Secondary Outcomes (29)

• Geometric Mean Change in HIV-1 Viral Load (LV) From Baseline

  At Weeks 1, 4, 6, 16, 28, 30 and 38

• Geometric Mean Change in HIV-1 VL From Baseline

  At Weeks 1, 4, 6, 16, 28, 30 and 38

• Levels of HIV-1 Viral Load (VL)

  At Screening, Pre-vaccination and at Weeks 1, 4, 6, 16, 28, 30, 38 and 48

• Levels of HIV-1 VL

  At Screening, Pre-vaccination and at Weeks 1, 4, 6, 16, 28, 30, 38 and 48

• Percentage of Subjects With Plasmatic HIV-1 Viral Load Decrease Higher Than (>) 1

  At Week 48

Study Arms (3)

3D_HIV Group

EXPERIMENTAL

HIV-1 infected male and female subjects, between and including 18 to 55 years of age at the time of first vaccination, who received 3 doses of the HIV Vaccine 732462 at Weeks 0, 4 and 28, administered intramuscularly in the deltoid of the non-dominant arm.

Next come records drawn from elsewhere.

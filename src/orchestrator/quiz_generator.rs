//! 单个请求生成器 - 编排层
//!
//! ## 职责
//!
//! 本模块负责把一个生成请求拆成多个批次并汇总结果，是请求级别的编排器。
//!
//! ## 核心功能
//!
//! 1. **主题规划**：委托 `TopicPlanner` 得到主题列表
//! 2. **批次调度**：把总题数分到每个主题，目标为 0 的主题直接跳过
//! 3. **流程调度**：为每个主题运行 `BatchFlow`（带重试）
//! 4. **结果汇总**：按主题顺序拼接，按模式决定是否打乱
//!
//! 单个主题失败不会影响其他主题，也不会让整个请求失败

use futures::stream::{self, StreamExt};
use rand::rngs::StdRng;
use rand::SeedableRng;
use std::sync::Arc;
use tracing::{debug, info};

use crate::clients::GenerationClient;
use crate::config::GeneratorSettings;
use crate::error::{GenerationError, GenerationResult};
use crate::models::catalog::TopicTable;
use crate::models::question::{BatchOutcome, BatchTarget, GenerationOutcome};
use crate::models::request::GenerationRequest;
use crate::services::aggregator::{self, AggregationMode};
use crate::services::batch_scheduler;
use crate::services::prompt::{self, Prompt, MIN_MATERIAL_CHARS};
use crate::services::topic_planner::TopicPlanner;
use crate::workflow::{BatchCtx, BatchFlow};

/// 测验生成器
///
/// 客户端在构造时显式传入，生成器本身不持有可变状态
pub struct QuizGenerator {
    planner: TopicPlanner,
    flow: BatchFlow,
    settings: GeneratorSettings,
}

impl QuizGenerator {
    pub fn new(
        client: Arc<dyn GenerationClient>,
        topics: Arc<TopicTable>,
        settings: GeneratorSettings,
    ) -> Self {
        Self {
            planner: TopicPlanner::new(topics),
            flow: BatchFlow::new(client, settings.clone()),
            settings,
        }
    }

    /// 按主题计划生成，结果打乱顺序
    pub async fn generate(&self, request: &GenerationRequest, request_index: usize) -> GenerationOutcome {
        let plan = self.planner.plan(request);
        let targets = batch_scheduler::schedule(request.total_count(), plan.topics());

        log_plan(request_index, request, plan.len(), plan.is_fallback(), &targets);

        let topic_total = targets.len();
        let jobs: Vec<(BatchCtx, Prompt)> = targets
            .into_iter()
            .enumerate()
            .filter(|(_, target)| target.target_count > 0)
            .map(|(idx, target)| {
                let prompt = prompt::topic_prompt(request, &target.topic, target.target_count);
                let ctx = BatchCtx::new(request_index, idx + 1, topic_total, target.topic, target.target_count);
                (ctx, prompt)
            })
            .collect();

        if jobs.len() < topic_total {
            debug!(
                "[请求 {}] 跳过 {} 个目标为 0 的主题",
                request_index,
                topic_total - jobs.len()
            );
        }

        let outcomes = self.run_batches(&jobs).await;

        aggregator::aggregate(
            outcomes,
            request.total_count(),
            AggregationMode::Randomized,
            &mut self.rng(),
        )
    }

    /// 基于学习材料单批生成，保持模型返回的顺序
    pub async fn generate_from_material(
        &self,
        request: &GenerationRequest,
        material: &str,
        request_index: usize,
    ) -> GenerationResult<GenerationOutcome> {
        let material = material.trim();
        let len = material.chars().count();
        if len < MIN_MATERIAL_CHARS {
            return Err(GenerationError::InsufficientMaterial {
                len,
                min: MIN_MATERIAL_CHARS,
            });
        }

        let material = prompt::truncate_material(material);
        info!(
            "[请求 {}] 📄 学习材料模式: {} 个字符, {} 道题",
            request_index,
            material.chars().count(),
            request.total_count()
        );

        let ctx = BatchCtx::new(request_index, 1, 1, request.display_title(), request.total_count());
        let prompt = prompt::material_prompt(request, material, request.total_count());
        let outcome = self.flow.run(&ctx, &prompt).await;

        Ok(aggregator::aggregate(
            vec![outcome],
            request.total_count(),
            AggregationMode::Ordered,
            &mut self.rng(),
        ))
    }

    /// 运行所有批次，结果按主题计划顺序返回（与完成顺序无关）
    async fn run_batches(&self, jobs: &[(BatchCtx, Prompt)]) -> Vec<BatchOutcome> {
        let batches: Vec<_> = jobs
            .iter()
            .map(|(ctx, prompt)| self.flow.run(ctx, prompt))
            .collect();

        stream::iter(batches)
            .buffered(self.settings.max_concurrent_topics.max(1))
            .collect()
            .await
    }

    fn rng(&self) -> StdRng {
        match self.settings.shuffle_seed {
            Some(seed) => StdRng::seed_from_u64(seed),
            None => StdRng::from_entropy(),
        }
    }
}

// ========== 日志辅助函数 ==========

fn log_plan(
    request_index: usize,
    request: &GenerationRequest,
    topic_count: usize,
    fallback: bool,
    targets: &[BatchTarget],
) {
    info!("[请求 {}] 开始生成: {}", request_index, request);
    if request.was_clamped() {
        info!(
            "[请求 {}] 请求 {} 道题，超过上限，按 {} 道处理",
            request_index, request.requested_count(), request.total_count()
        );
    }
    if fallback {
        info!("[请求 {}] 主题表中没有对应条目，使用科目名称作为唯一主题", request_index);
    } else {
        info!("[请求 {}] 主题数量: {}", request_index, topic_count);
    }
    for target in targets {
        debug!("[请求 {}]   {} → {} 道", request_index, target.topic, target.target_count);
    }
}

Biological: GSK Biologicals HIV Vaccine 732462

2D_HIV Group

EXPERIMENTAL

HIV-1 infected male and female subjects, between and including 18 to 55 years of age at the time of first vaccination, who received 2 doses of the HIV Vaccine 732462 at Weeks 0 and 4 and one dose of placebo (saline solution) at Week 28, administered intramuscularly in the deltoid of the non-dominant arm.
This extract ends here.